Re: [PATCH 1/3] tests: Prepare --textconv tests for correctly-failing conversion program

Kirill Smelkov <kirr@xxxxxxxxxxxxxxxxxxx> · Tue, 21 Sep 2010 00:35:01 +0400

Matthieu, Jeff, Junio, thanks for your review and input.

Comments below inline...

On Sat, Sep 18, 2010 at 09:14:57PM +0200, Matthieu Moy wrote:
> Kirill Smelkov <kirr@xxxxxxxxxxxxxxxxxxx> writes:
> 
> > Recently I've spot a bug
> 
> We usually avoid the first person in commit messages. The cover letter
> is a good place to tell about your personal story, but the commit
> message is what will remain, what people will read after a blame or
> bisect. They won't care whether you've "recently" found a bug, or in
> which circumstances you've found it.
> 
> I'd write stg like (which would probably go to PATCH 2/3 instead of
> here):
> 
> -----8<----
> git blame --textconv is wrongly calling the textconv filter on
> symlinks: symlinks are stored as blobs whose content is the target of
> the link, and blame calls the textconv filter on a temporary file
> filled-in with the content of this blob.
> 
> For example:
> 
> >     $ git blame -C -C regular-file.pdf
> >     Error: May not be a PDF file (continuing anyway)
> >     Error: PDF file is damaged - attempting to reconstruct xref table...
> >     Error: Couldn't find trailer dictionary
> >     Error: Couldn't read xref table
> >     Warning: program returned non-zero exit code #1
> >     fatal: unable to read files to diff
> -----8<----

Agree, your wording is better.

> > So git-blame is wrong here, and I'm going to write problem-demonstration
> > tests + try to fix it, but first we have to convert existing textconv
> > converter, so it will mimic pdftext behaviour -- if there is no '^bin:'
> > in input -- it's not a "binary" file and helper exits with error.
> 
> What's interesting here is not that you mimick pdftext behavior, but
> that you allow to easily distinguish file content and symlink target.
> 
> Here's my try:
> 
> -----8<----
> The textconv filter is sometimes incorrectly ran on a temporary file
> whose content is the target of a symbolic link, instead of actual file
> content. Prepare to test this by marking the content of the file to
> convert with "bin:", and let the helper die if "bin:" is not found in
> the file content.
> -----8<----

Agree

> > No other semantic changes at this stage.
> 
> Otherwise, the code looks OK.

Thanks


On Sat, Sep 18, 2010 at 09:26:29PM +0200, Matthieu Moy wrote:
> Kirill Smelkov <kirr@xxxxxxxxxxxxxxxxxxx> writes:
> 
> > Subject: Re: [PATCH 2/3] blame,cat-file: Demonstrate --textconv is wrongly running converter on symlinks
> 
> We try to keep the subject lines short (<80 chars, and as much as
> possible less so that "git log --oneline" be pretty).
> 
> How about
> 
> blame,cat-file: add failing tests for --textconv on symlinks

I'd like to shorten it, but "add failing tests" is not as descriptive as
"Demonstrate --textconv misbehaves in such-and-such way", and I can't
come up with a shorter subject without making it more cryptic. And btw,
I've looked at log --oneline output, and (surprise, surprise)

479a56 4fccc04 etc ...

So if that's not a major obstacle, I'd leave it as is.

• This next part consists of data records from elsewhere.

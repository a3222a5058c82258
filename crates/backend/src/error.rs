//! Error types for the backend facade.

use catalog::CatalogError;
use thiserror::Error;

#[derive(Error, Debug)]
pub enum BackendError {
    /// No account matches the supplied email
    #[error("Invalid credentials")]
    InvalidCredentials,

    /// The acting user may not perform this operation
    #[error("User {0} is not allowed to do that")]
    Forbidden(String),

    /// Request data failed validation before reaching the store
    #[error("Invalid input: {0}")]
    InvalidInput(String),

    #[error(transparent)]
    Store(#[from] CatalogError),

    #[error("Configuration error: {0}")]
    Config(String),
}

pub type Result<T> = std::result::Result<T, BackendError>;
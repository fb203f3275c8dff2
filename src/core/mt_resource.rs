use std::sync::{Arc, PoisonError, RwLock, RwLockReadGuard, RwLockWriteGuard};

/// A thread-safe, reference-counted container with read-write locking.
///
/// Chunk contents live inside an `MtResource` so that the worker generating a chunk,
/// the thread building meshes and the caller issuing edits can all hold a handle to
/// the same data. Exactly one writer is expected at a time; the lifecycle latches on
/// [`ChunkData`](crate::engine_state::voxels::chunk::ChunkData) decide who that is.
///
/// # Type Parameters
/// - `T`: The type of the contained resource, must be `Send + Sync`
///
/// # Examples
///
/// ```
/// use voxel_world::core::MtResource;
///
/// let heights = MtResource::new([0u8; 16]);
/// heights.get_mut()[3] = 64;
/// assert_eq!(heights.get()[3], 64);
/// ```
///
/// # Poisoning
/// A panic while a guard is held does not make the data unreachable: the guard of a
/// poisoned lock is recovered. Every writer in this crate finishes its mutation before it
/// can panic, so the data is never observed half-written.
#[derive(Debug)]
pub struct MtResource<T: Send + Sync> {
    resource: Arc<RwLock<T>>,
}

impl<T: Send + Sync> MtResource<T> {
    /// Creates a new `MtResource` containing the given value.
    pub fn new(resource: T) -> Self {
        Self {
            resource: Arc::new(RwLock::new(resource)),
        }
    }

    /// Returns a read-only guard over the contained value.
    ///
    /// Multiple readers can hold a guard at the same time.
    pub fn get(&self) -> RwLockReadGuard<'_, T> {
        self.resource.read().unwrap_or_else(PoisonError::into_inner)
    }

    /// Returns an exclusive guard that allows modifying the contained value.
    ///
    /// Blocks until every outstanding read guard has been dropped.
    pub fn get_mut(&self) -> RwLockWriteGuard<'_, T> {
        self.resource.write().unwrap_or_else(PoisonError::into_inner)
    }
}

impl<T: Send + Sync> Clone for MtResource<T> {
    fn clone(&self) -> Self {
        Self {
            resource: self.resource.clone(),
        }
    }
}

#[cfg(test)]
mod tests {
    use super::*;
    use std::thread;

    #[test]
    fn clones_share_the_same_value() {
        let counter = MtResource::new(0u32);
        let counter_clone = counter.clone();

        let handle = thread::spawn(move || {
            *counter_clone.get_mut() += 1;
        });
        handle.join().unwrap();

        assert_eq!(*counter.get(), 1);
    }
}
//! # Persistence Module
//!
//! Save records hold the edits made to a chunk after it was generated. Terrain is never
//! stored; a chunk is regenerated from the seed and its record replayed on top.
//!
//! Two stores are provided:
//! - [`FileSaveStore`]: one JSON file per chunk with an LRU cache of recent records
//! - [`MemorySaveStore`]: keeps records in a map, for tests and throwaway worlds

use std::{
    collections::HashMap,
    fs,
    io::ErrorKind,
    num::NonZeroUsize,
    path::PathBuf,
    sync::{Mutex, PoisonError},
};

use cgmath::Point2;
use log::debug;
use lru::LruCache;
use serde::{Deserialize, Serialize};

use crate::engine_state::error::PersistenceError;

use super::{block::block_type::BlockType, chunk::ChunkPosition};

/// One persisted edit: local position and the identifier of the placed block.
#[derive(Debug, Clone, Copy, PartialEq, Eq, Serialize, Deserialize)]
pub struct BlockChange {
    pub x: u8,
    pub y: u8,
    pub z: u8,
    pub b: u8,
}

impl BlockChange {
    pub fn new(x: u8, y: u8, z: u8, block_type: BlockType) -> Self {
        BlockChange {
            x,
            y,
            z,
            b: block_type.id(),
        }
    }

    /// The placed block, or `None` for an identifier outside the declared range.
    pub fn block_type(&self) -> Option<BlockType> {
        BlockType::from_id(self.b)
    }
}

/// The ordered edits of one chunk.
#[derive(Debug, Clone, Default, PartialEq, Eq, Serialize, Deserialize)]
pub struct SaveRecord {
    pub position: [i32; 2],
    pub changes: Vec<BlockChange>,
}

impl SaveRecord {
    pub fn new(position: ChunkPosition) -> Self {
        SaveRecord {
            position: [position.x, position.y],
            changes: Vec::new(),
        }
    }

    pub fn chunk_position(&self) -> ChunkPosition {
        Point2::new(self.position[0], self.position[1])
    }

    /// Rejects records naming unknown block identifiers.
    pub fn validate(&self) -> Result<(), PersistenceError> {
        match self.changes.iter().find(|c| c.block_type().is_none()) {
            Some(change) => Err(PersistenceError::InvalidBlock(change.b)),
            None => Ok(()),
        }
    }
}

/// Load/save contract for chunk edits.
///
/// `load` returns an empty record for a chunk that was never saved.
pub trait SaveStore: Send + Sync {
    fn load(&self, position: ChunkPosition) -> Result<SaveRecord, PersistenceError>;
    fn save(&self, record: &SaveRecord) -> Result<(), PersistenceError>;
}

/// Number of records kept in memory by a [`FileSaveStore`].
pub const SAVE_CACHE_CAPACITY: usize = 64;

/// Stores each chunk's record as `<x>_<z>.json` inside a world directory.
pub struct FileSaveStore {
    directory: PathBuf,
    cache: Mutex<LruCache<ChunkPosition, SaveRecord>>,
}

impl FileSaveStore {
    /// Opens (creating if needed) the save directory of a world.
    pub fn new(directory: impl Into<PathBuf>) -> Result<Self, PersistenceError> {
        let directory = directory.into();
        fs::create_dir_all(&directory)?;
        let capacity = NonZeroUsize::new(SAVE_CACHE_CAPACITY).unwrap_or(NonZeroUsize::MIN);
        Ok(FileSaveStore {
            directory,
            cache: Mutex::new(LruCache::new(capacity)),
        })
    }

    fn path_for(&self, position: ChunkPosition) -> PathBuf {
        self.directory
            .join(format!("{}_{}.json", position.x, position.y))
    }
}

impl SaveStore for FileSaveStore {
    fn load(&self, position: ChunkPosition) -> Result<SaveRecord, PersistenceError> {
        if let Some(record) = self
            .cache
            .lock()
            .unwrap_or_else(PoisonError::into_inner)
            .get(&position)
        {
            return Ok(record.clone());
        }

        let record = match fs::read_to_string(self.path_for(position)) {
            Ok(text) => {
                let record: SaveRecord = serde_json::from_str(&text)?;
                record.validate()?;
                record
            }
            Err(err) if err.kind() == ErrorKind::NotFound => SaveRecord::new(position),
            Err(err) => return Err(err.into()),
        };

        self.cache
            .lock()
            .unwrap_or_else(PoisonError::into_inner)
            .put(position, record.clone());
        Ok(record)
    }

    fn save(&self, record: &SaveRecord) -> Result<(), PersistenceError> {
        let position = record.chunk_position();
        fs::write(self.path_for(position), serde_json::to_string(record)?)?;
        debug!(
            "Saved {} changes for chunk ({}, {})",
            record.changes.len(),
            position.x,
            position.y
        );
        self.cache
            .lock()
            .unwrap_or_else(PoisonError::into_inner)
            .put(position, record.clone());
        Ok(())
    }
}

/// Keeps every record in memory.
#[derive(Default)]
pub struct MemorySaveStore {
    records: Mutex<HashMap<ChunkPosition, SaveRecord>>,
}

impl MemorySaveStore {
    pub fn new() -> Self {
        Self::default()
    }

    /// Number of chunks with a stored record.
    pub fn len(&self) -> usize {
        self.records.lock().unwrap_or_else(PoisonError::into_inner).len()
    }

    pub fn is_empty(&self) -> bool {
        self.len() == 0
    }
}

impl SaveStore for MemorySaveStore {
    fn load(&self, position: ChunkPosition) -> Result<SaveRecord, PersistenceError> {
        Ok(self
            .records
            .lock()
            .unwrap_or_else(PoisonError::into_inner)
            .get(&position)
            .cloned()
            .unwrap_or_else(|| SaveRecord::new(position)))
    }

    fn save(&self, record: &SaveRecord) -> Result<(), PersistenceError> {
        record.validate()?;
        self.records
            .lock()
            .unwrap_or_else(PoisonError::into_inner)
            .insert(record.chunk_position(), record.clone());
        Ok(())
    }
}

#[cfg(test)]
mod tests {
    use super::*;

    fn temp_dir(name: &str) -> PathBuf {
        std::env::temp_dir().join(format!("voxel-world-{}-{}", name, std::process::id()))
    }

    #[test]
    fn file_store_round_trips_and_defaults_to_empty() {
        let dir = temp_dir("file-store");
        let store = FileSaveStore::new(&dir).unwrap();
        let position = Point2::new(-2, 5);

        assert!(store.load(position).unwrap().changes.is_empty());

        let mut record = SaveRecord::new(position);
        record.changes.push(BlockChange::new(1, 70, 3, BlockType::Glowstone));
        store.save(&record).unwrap();

        let reopened = FileSaveStore::new(&dir).unwrap();
        assert_eq!(reopened.load(position).unwrap(), record);
        fs::remove_dir_all(&dir).unwrap();
    }

    #[test]
    fn unknown_block_ids_are_rejected() {
        let dir = temp_dir("bad-record");
        let store = FileSaveStore::new(&dir).unwrap();
        fs::write(
            dir.join("0_0.json"),
            r#"{"position":[0,0],"changes":[{"x":0,"y":0,"z":0,"b":200}]}"#,
        )
        .unwrap();
        let result = store.load(Point2::new(0, 0));
        assert!(matches!(result, Err(PersistenceError::InvalidBlock(200))));
        fs::remove_dir_all(&dir).unwrap();
    }

    #[test]
    fn malformed_json_is_a_serialization_error() {
        let dir = temp_dir("malformed");
        let store = FileSaveStore::new(&dir).unwrap();
        fs::write(dir.join("1_1.json"), "not json").unwrap();
        assert!(matches!(
            store.load(Point2::new(1, 1)),
            Err(PersistenceError::Serialization(_))
        ));
        fs::remove_dir_all(&dir).unwrap();
    }
}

> > Because as described in previous patch - it should not.
> 
> Since the actual problem is exhibited here, I think it is the best
> place to actually describe it.

Agree - will move description here.

> > +test_expect_success 'make another new commit' '
> > +	echo "bin: test number 2" >three.bin &&
> > +	echo "bin: test number 2 version 2" >>three.bin &&
> > +	echo "bin: test number 2 version 3" >>three.bin &&
> > +	echo "bin: test number 3" >>three.bin &&
> 
> cat >three.bin <<EOF
> bin: test number 2
> bin: test number 2 version 2
> bin: test number 2 version 3
> bin: test number 3
> EOF
> 
> ?

Yes, thanks.

> > +cat >expected <<EOF
> > +(Number1 2010-01-01 18:00:00 +0000 1) converted: test number 2
> > +(Number2 2010-01-01 20:00:00 +0000 2) converted: test number 2 version 2
> > +(Number3 2010-01-01 22:00:00 +0000 3) converted: test number 2 version 3
> > +(Number4 2010-01-01 23:00:00 +0000 4) converted: test number 3
> > +EOF
> 
> These days, it's recommanded to put this kind of code within the
> test_expect_success/test_expect_failure.

I see, thanks.

I've moved other >expected preparation inside test_expect_*, but this
expect is special in that it is used in subsequent two tests. So I'd
leave this one outside.

And btw, I've originally copied in-style what was already there in t8006
and t8007 which date to Jun 2010.

> > +
> > +echo -n "one.bin" >expected
> 
> echo -n is not very portable (and doesn't seem to be used in git's t/
> directory). Better use
> 
> printf "%s" "one.bin" >expected
> 
> (again, within text_expect_failure if possible)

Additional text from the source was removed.